#### Task prompt:
Nothing in the records may be left out or reworded; return them exactly.

━━━ Records for this exercise

//! # Token Bridge Payloads
//!
//! Layouts (big-endian):
//!
//! ```text
//! Transfer (id 1)             TransferWithPayload (id 3)
//! ───────────────────────     ───────────────────────────
//! u8   payload_id             u8   payload_id
//! u256 amount (8 dec)         u256 amount (8 dec)
//! [32] token_address          [32] token_address
//! u16  token_chain            u16  token_chain
//! [32] to                     [32] to
//! u16  to_chain               u16  to_chain
//! u256 fee                    [32] from_address
//!                             ...  payload
//! ```
//!
//! The relayer's inner payload (id 1) is
//! `u8 id | u256 target_relayer_fee | u256 to_native_token_amount | [32] target_recipient`.

use super::errors::{BridgeError, BridgeResult};
use super::value_objects::{ChainId, WireAddress};
use super::wire::{u256_bytes, Reader};
use primitive_types::U256;

/// Plain transfer payload id.
pub const PAYLOAD_TRANSFER: u8 = 1;

/// Transfer-with-payload id (relayed transfers use it).
pub const PAYLOAD_TRANSFER_WITH_PAYLOAD: u8 = 3;

/// Relayer inner payload id.
pub const RELAYER_PAYLOAD_ID: u8 = 1;

/// Payload-id specific tail of a transfer.
#[derive(Clone, Debug, PartialEq, Eq)]
pub enum TransferKind {
    /// id 1: arbiter fee.
    Transfer {
        /// Fee for the redeemer (normalized).
        fee: U256,
    },
    /// id 3: sender and arbitrary payload.
    WithPayload {
        /// Address that initiated the transfer.
        from_address: WireAddress,
        /// Contract-to-contract payload.
        payload: Vec<u8>,
    },
}

/// Decoded token transfer message.
#[derive(Clone, Debug, PartialEq, Eq)]
pub struct TransferPayload {
    /// Amount in normalized (8) decimals.
    pub amount: U256,
    /// Token address on its origin chain.
    pub token_address: WireAddress,
    /// Token origin chain.
    pub token_chain: ChainId,
    /// Recipient on the destination chain.
    pub to: WireAddress,
    /// Destination chain.
    pub to_chain: ChainId,
    /// Payload-specific fields.
    pub kind: TransferKind,
}

impl TransferPayload {
    /// Payload id on the wire.
    pub fn payload_id(&self) -> u8 {
        match self.kind {
            TransferKind::Transfer { .. } => PAYLOAD_TRANSFER,
            TransferKind::WithPayload { .. } => PAYLOAD_TRANSFER_WITH_PAYLOAD,
        }
    }

    /// Decode a transfer payload.
    pub fn decode(bytes: &[u8]) -> BridgeResult<Self> {
        let mut reader = Reader::new(bytes);
        let payload_id = reader.u8("payload id")?;
        if payload_id != PAYLOAD_TRANSFER && payload_id != PAYLOAD_TRANSFER_WITH_PAYLOAD {
            return Err(BridgeError::InvalidMessage(format!(
                "not a token transfer payload (id {})",
                payload_id
            )));
        }

        let amount = reader.u256("amount")?;
        let token_address = reader.address("token address")?;
        let token_chain = ChainId(reader.u16("token chain")?);
        let to = reader.address("recipient")?;
        let to_chain = ChainId(reader.u16("recipient chain")?);

        let kind = if payload_id == PAYLOAD_TRANSFER {
            let fee = reader.u256("fee")?;
            if !reader.is_empty() {
                return Err(BridgeError::InvalidMessage(
                    "trailing bytes after transfer payload".to_string(),
                ));
            }
            TransferKind::Transfer { fee }
        } else {
            let from_address = reader.address("sender")?;
            TransferKind::WithPayload {
                from_address,
                payload: reader.rest().to_vec(),
            }
        };

        Ok(Self {
            amount,
            token_address,
            token_chain,
            to,
            to_chain,
            kind,
        })
    }

    /// Encode to the wire layout.
    pub fn encode(&self) -> Vec<u8> {
        let mut out = Vec::with_capacity(133);
        out.push(self.payload_id());
        out.extend_from_slice(&u256_bytes(self.amount));
        out.extend_from_slice(self.token_address.as_bytes());
        out.extend_from_slice(&self.token_chain.0.to_be_bytes());
        out.extend_from_slice(self.to.as_bytes());
        out.extend_from_slice(&self.to_chain.0.to_be_bytes());
        match &self.kind {
            TransferKind::Transfer { fee } => out.extend_from_slice(&u256_bytes(*fee)),
            TransferKind::WithPayload {
                from_address,
                payload,
            } => {
                out.extend_from_slice(from_address.as_bytes());
                out.extend_from_slice(payload);
            }
        }
        out
    }

    /// Inner payload bytes, if any.
    pub fn inner_payload(&self) -> Option<&[u8]> {
        match &self.kind {
            TransferKind::WithPayload { payload, .. } => Some(payload),
            TransferKind::Transfer { .. } => None,
        }
    }

    /// Decode the relayer instructions carried by an id-3 transfer.
    pub fn relayer_payload(&self) -> BridgeResult<RelayerPayload> {
        let inner = self.inner_payload().ok_or_else(|| {
            BridgeError::InvalidMessage("transfer carries no relayer payload".to_string())
        })?;
        RelayerPayload::decode(inner)
    }
}

/// Relayer instructions embedded in a transfer-with-payload.
#[derive(Clone, Debug, PartialEq, Eq)]
pub struct RelayerPayload {
    /// Relayer payload id.
    pub payload_id: u8,
    /// Fee paid to the relayer (normalized).
    pub target_relayer_fee: U256,
    /// Amount to swap into destination gas (normalized).
    pub to_native_token_amount: U256,
    /// Final recipient.
    pub target_recipient: WireAddress,
}

impl RelayerPayload {
    /// Decode relayer instructions.
    pub fn decode(bytes: &[u8]) -> BridgeResult<Self> {
        let mut reader = Reader::new(bytes);
        let payload_id = reader.u8("relayer payload id")?;
        if payload_id != RELAYER_PAYLOAD_ID {
            return Err(BridgeError::InvalidMessage(format!(
                "unknown relayer payload id {}",
                payload_id
            )));
        }
        Ok(Self {
            payload_id,
            target_relayer_fee: reader.u256("relayer fee")?,
            to_native_token_amount: reader.u256("native token amount")?,
            target_recipient: reader.address("target recipient")?,
        })
    }

    /// Encode to the wire layout.
    pub fn encode(&self) -> Vec<u8> {
        let mut out = Vec::with_capacity(97);
        out.push(self.payload_id);
        out.extend_from_slice(&u256_bytes(self.target_relayer_fee));
        out.extend_from_slice(&u256_bytes(self.to_native_token_amount));
        out.extend_from_slice(self.target_recipient.as_bytes());
        out
    }
}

━━━━━━

#### Worked solution:
//! # Token Bridge Payloads
//!
//! Layouts (big-endian):
//!
//! ```text
//! Transfer (id 1)             TransferWithPayload (id 3)
//! ───────────────────────     ───────────────────────────
//! u8   payload_id             u8   payload_id
//! u256 amount (8 dec)         u256 amount (8 dec)
//! [32] token_address          [32] token_address
//! u16  token_chain            u16  token_chain
//! [32] to                     [32] to
//! u16  to_chain               u16  to_chain
//! u256 fee                    [32] from_address
//!                             ...  payload
//! ```
//!
//! The relayer's inner payload (id 1) is
//! `u8 id | u256 target_relayer_fee | u256 to_native_token_amount | [32] target_recipient`.

use super::errors::{BridgeError, BridgeResult};
use super::value_objects::{ChainId, WireAddress};
use super::wire::{u256_bytes, Reader};
use primitive_types::U256;

/// Plain transfer payload id.
pub const PAYLOAD_TRANSFER: u8 = 1;

/// Transfer-with-payload id (relayed transfers use it).
pub const PAYLOAD_TRANSFER_WITH_PAYLOAD: u8 = 3;

/// Relayer inner payload id.
pub const RELAYER_PAYLOAD_ID: u8 = 1;

/// Payload-id specific tail of a transfer.
#[derive(Clone, Debug, PartialEq, Eq)]
pub enum TransferKind {
    /// id 1: arbiter fee.
    Transfer {
        /// Fee for the redeemer (normalized).
        fee: U256,
    },
    /// id 3: sender and arbitrary payload.
    WithPayload {
        /// Address that initiated the transfer.
        from_address: WireAddress,
        /// Contract-to-contract payload.
        payload: Vec<u8>,
    },
}

/// Decoded token transfer message.
#[derive(Clone, Debug, PartialEq, Eq)]
pub struct TransferPayload {
    /// Amount in normalized (8) decimals.
    pub amount: U256,
    /// Token address on its origin chain.
    pub token_address: WireAddress,
    /// Token origin chain.
    pub token_chain: ChainId,
    /// Recipient on the destination chain.
    pub to: WireAddress,
    /// Destination chain.
    pub to_chain: ChainId,
    /// Payload-specific fields.
    pub kind: TransferKind,
}

impl TransferPayload {
    /// Payload id on the wire.
    pub fn payload_id(&self) -> u8 {
        match self.kind {
            TransferKind::Transfer { .. } => PAYLOAD_TRANSFER,
            TransferKind::WithPayload { .. } => PAYLOAD_TRANSFER_WITH_PAYLOAD,
        }
    }

    /// Decode a transfer payload.
    pub fn decode(bytes: &[u8]) -> BridgeResult<Self> {
        let mut reader = Reader::new(bytes);
        let payload_id = reader.u8("payload id")?;
        if payload_id != PAYLOAD_TRANSFER && payload_id != PAYLOAD_TRANSFER_WITH_PAYLOAD {
            return Err(BridgeError::InvalidMessage(format!(
                "not a token transfer payload (id {})",
                payload_id
            )));
        }

        let amount = reader.u256("amount")?;
        let token_address = reader.address("token address")?;
        let token_chain = ChainId(reader.u16("token chain")?);
        let to = reader.address("recipient")?;
        let to_chain = ChainId(reader.u16("recipient chain")?);

        let kind = if payload_id == PAYLOAD_TRANSFER {
            let fee = reader.u256("fee")?;
            if !reader.is_empty() {
                return Err(BridgeError::InvalidMessage(
                    "trailing bytes after transfer payload".to_string(),
                ));
            }
            TransferKind::Transfer { fee }
        } else {
            let from_address = reader.address("sender")?;
            TransferKind::WithPayload {
                from_address,
                payload: reader.rest().to_vec(),
            }
        };

        Ok(Self {
            amount,
            token_address,
            token_chain,
            to,
            to_chain,
            kind,
        })
    }

    /// Encode to the wire layout.
    pub fn encode(&self) -> Vec<u8> {
        let mut out = Vec::with_capacity(133);
        out.push(self.payload_id());
        out.extend_from_slice(&u256_bytes(self.amount));
        out.extend_from_slice(self.token_address.as_bytes());
        out.extend_from_slice(&self.token_chain.0.to_be_bytes());
        out.extend_from_slice(self.to.as_bytes());
        out.extend_from_slice(&self.to_chain.0.to_be_bytes());
        match &self.kind {
            TransferKind::Transfer { fee } => out.extend_from_slice(&u256_bytes(*fee)),
            TransferKind::WithPayload {
                from_address,
                payload,
            } => {
                out.extend_from_slice(from_address.as_bytes());
                out.extend_from_slice(payload);
            }
        }
        out
    }

    /// Inner payload bytes, if any.
    pub fn inner_payload(&self) -> Option<&[u8]> {
        match &self.kind {
            TransferKind::WithPayload { payload, .. } => Some(payload),
            TransferKind::Transfer { .. } => None,
        }
    }

    /// Decode the relayer instructions carried by an id-3 transfer.
    pub fn relayer_payload(&self) -> BridgeResult<RelayerPayload> {
        let inner = self.inner_payload().ok_or_else(|| {
            BridgeError::InvalidMessage("transfer carries no relayer payload".to_string())
        })?;
        RelayerPayload::decode(inner)
    }
}

/// Relayer instructions embedded in a transfer-with-payload.
#[derive(Clone, Debug, PartialEq, Eq)]
pub struct RelayerPayload {
    /// Relayer payload id.
    pub payload_id: u8,
    /// Fee paid to the relayer (normalized).
    pub target_relayer_fee: U256,
    /// Amount to swap into destination gas (normalized).
    pub to_native_token_amount: U256,
    /// Final recipient.
    pub target_recipient: WireAddress,
}

impl RelayerPayload {
    /// Decode relayer instructions.
    pub fn decode(bytes: &[u8]) -> BridgeResult<Self> {
        let mut reader = Reader::new(bytes);
        let payload_id = reader.u8("relayer payload id")?;
        if payload_id != RELAYER_PAYLOAD_ID {
            return Err(BridgeError::InvalidMessage(format!(
                "unknown relayer payload id {}",
                payload_id
            )));
        }
        Ok(Self {
            payload_id,
            target_relayer_fee: reader.u256("relayer fee")?,
            to_native_token_amount: reader.u256("native token amount")?,
            target_recipient: reader.address("target recipient")?,
        })
    }

    /// Encode to the wire layout.
    pub fn encode(&self) -> Vec<u8> {
        let mut out = Vec::with_capacity(97);
        out.push(self.payload_id);
        out.extend_from_slice(&u256_bytes(self.target_relayer_fee));
        out.extend_from_slice(&u256_bytes(self.to_native_token_amount));
        out.extend_from_slice(self.target_recipient.as_bytes());
        out
    }
}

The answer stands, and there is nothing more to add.